Requirement —
Look for "impl" in the material below and show each line that contains it.

Exercise data —
Content starts

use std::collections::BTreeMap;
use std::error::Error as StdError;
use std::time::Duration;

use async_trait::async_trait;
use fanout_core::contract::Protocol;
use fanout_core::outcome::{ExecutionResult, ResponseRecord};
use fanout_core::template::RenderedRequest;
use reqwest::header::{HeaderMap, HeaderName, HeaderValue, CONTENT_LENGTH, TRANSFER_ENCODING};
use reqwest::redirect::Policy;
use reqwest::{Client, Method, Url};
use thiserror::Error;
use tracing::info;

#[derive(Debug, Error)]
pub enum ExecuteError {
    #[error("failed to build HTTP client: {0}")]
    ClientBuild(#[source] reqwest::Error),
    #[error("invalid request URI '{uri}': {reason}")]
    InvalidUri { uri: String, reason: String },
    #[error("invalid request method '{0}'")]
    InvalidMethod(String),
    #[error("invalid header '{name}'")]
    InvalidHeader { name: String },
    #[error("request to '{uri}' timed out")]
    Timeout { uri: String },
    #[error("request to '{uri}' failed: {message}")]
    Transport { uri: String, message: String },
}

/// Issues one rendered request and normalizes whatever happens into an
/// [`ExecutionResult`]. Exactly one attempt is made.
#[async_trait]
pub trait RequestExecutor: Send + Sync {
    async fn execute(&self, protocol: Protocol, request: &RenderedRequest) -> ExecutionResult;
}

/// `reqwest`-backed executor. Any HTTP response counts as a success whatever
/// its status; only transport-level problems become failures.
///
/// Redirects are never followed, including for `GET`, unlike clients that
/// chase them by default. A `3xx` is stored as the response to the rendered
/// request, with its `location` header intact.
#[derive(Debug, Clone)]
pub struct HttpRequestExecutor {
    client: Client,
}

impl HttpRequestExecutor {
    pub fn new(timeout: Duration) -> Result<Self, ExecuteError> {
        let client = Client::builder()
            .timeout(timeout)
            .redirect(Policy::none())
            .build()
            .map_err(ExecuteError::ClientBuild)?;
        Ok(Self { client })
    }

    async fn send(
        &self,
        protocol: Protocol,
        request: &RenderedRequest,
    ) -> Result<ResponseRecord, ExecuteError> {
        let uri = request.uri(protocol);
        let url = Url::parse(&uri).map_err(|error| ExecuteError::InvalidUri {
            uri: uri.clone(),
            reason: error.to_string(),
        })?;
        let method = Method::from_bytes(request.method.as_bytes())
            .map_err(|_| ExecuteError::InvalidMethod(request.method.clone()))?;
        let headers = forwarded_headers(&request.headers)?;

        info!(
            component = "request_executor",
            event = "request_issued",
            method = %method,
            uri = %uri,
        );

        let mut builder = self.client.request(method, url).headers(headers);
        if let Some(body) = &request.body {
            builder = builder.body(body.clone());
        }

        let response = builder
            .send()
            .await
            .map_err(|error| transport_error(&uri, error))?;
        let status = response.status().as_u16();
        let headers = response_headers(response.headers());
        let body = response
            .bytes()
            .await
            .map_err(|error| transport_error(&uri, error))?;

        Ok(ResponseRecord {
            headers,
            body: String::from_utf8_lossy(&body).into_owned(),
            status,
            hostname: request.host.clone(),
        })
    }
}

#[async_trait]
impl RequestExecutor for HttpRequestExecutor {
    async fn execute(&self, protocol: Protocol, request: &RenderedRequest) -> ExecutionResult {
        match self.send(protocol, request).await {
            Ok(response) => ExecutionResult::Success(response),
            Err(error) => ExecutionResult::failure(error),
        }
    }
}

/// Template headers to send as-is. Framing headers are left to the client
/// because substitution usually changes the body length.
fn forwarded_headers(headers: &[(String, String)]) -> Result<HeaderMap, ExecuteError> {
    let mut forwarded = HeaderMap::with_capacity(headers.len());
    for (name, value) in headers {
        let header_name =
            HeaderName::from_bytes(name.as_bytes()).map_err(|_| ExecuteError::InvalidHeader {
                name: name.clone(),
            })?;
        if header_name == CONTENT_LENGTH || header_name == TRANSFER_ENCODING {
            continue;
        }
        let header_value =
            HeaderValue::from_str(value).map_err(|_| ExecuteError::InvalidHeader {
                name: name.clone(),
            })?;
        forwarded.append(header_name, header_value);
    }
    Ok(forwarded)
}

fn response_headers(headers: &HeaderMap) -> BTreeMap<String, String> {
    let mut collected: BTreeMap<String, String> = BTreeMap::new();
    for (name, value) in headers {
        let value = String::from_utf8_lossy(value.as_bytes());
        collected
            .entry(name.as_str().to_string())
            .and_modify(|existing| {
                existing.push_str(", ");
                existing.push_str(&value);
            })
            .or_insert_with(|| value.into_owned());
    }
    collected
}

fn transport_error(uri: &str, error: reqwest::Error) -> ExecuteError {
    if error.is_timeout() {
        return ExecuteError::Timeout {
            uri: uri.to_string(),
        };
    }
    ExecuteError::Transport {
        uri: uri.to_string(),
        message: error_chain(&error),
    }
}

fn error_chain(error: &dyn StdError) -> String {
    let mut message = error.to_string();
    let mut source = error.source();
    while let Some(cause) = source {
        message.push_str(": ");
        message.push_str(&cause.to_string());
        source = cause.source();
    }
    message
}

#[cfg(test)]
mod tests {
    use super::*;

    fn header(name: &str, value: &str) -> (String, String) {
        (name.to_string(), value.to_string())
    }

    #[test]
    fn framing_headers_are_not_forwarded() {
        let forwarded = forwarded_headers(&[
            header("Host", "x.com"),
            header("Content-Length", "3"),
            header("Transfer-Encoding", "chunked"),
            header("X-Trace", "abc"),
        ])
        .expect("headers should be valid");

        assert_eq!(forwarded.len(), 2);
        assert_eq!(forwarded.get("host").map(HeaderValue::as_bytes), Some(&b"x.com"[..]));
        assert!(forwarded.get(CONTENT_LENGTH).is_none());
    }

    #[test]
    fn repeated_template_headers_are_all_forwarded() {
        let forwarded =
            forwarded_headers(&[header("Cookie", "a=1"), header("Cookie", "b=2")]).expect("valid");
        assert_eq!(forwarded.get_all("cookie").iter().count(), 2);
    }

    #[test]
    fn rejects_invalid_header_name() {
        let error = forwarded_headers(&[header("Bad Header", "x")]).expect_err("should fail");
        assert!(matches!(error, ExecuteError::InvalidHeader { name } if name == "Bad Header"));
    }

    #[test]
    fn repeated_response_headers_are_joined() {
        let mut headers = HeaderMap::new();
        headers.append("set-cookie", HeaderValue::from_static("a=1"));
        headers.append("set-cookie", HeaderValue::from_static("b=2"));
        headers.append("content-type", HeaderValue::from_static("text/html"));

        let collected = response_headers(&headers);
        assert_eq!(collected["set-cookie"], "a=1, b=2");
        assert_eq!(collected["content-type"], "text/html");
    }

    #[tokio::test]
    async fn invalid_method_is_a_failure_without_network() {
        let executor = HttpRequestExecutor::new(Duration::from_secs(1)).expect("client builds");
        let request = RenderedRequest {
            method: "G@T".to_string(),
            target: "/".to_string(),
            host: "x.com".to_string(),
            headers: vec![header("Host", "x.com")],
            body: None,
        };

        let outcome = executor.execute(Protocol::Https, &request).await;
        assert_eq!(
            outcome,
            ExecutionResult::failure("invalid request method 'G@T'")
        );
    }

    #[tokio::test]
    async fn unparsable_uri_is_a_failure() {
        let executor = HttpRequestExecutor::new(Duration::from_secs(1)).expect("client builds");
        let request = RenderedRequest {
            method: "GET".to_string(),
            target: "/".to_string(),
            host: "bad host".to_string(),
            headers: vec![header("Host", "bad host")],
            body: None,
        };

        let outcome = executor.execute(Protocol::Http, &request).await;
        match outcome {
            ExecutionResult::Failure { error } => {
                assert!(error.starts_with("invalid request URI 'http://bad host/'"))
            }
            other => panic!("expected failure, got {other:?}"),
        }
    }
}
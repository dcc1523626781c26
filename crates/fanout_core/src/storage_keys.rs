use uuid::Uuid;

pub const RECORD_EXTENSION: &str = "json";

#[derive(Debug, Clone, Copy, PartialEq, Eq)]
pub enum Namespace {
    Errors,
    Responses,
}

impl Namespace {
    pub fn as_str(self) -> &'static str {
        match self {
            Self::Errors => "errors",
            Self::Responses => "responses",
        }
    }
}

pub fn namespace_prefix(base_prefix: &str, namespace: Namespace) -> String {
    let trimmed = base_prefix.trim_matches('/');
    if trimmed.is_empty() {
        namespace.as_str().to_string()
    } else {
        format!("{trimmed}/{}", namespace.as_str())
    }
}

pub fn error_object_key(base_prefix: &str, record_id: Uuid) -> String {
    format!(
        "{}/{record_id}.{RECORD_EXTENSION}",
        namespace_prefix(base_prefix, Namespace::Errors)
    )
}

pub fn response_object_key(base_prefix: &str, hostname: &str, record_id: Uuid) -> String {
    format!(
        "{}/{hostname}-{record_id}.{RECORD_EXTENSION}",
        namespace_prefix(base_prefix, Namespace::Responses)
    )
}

Content ends

Expected output —
impl HttpRequestExecutor {
impl RequestExecutor for HttpRequestExecutor {
impl Namespace {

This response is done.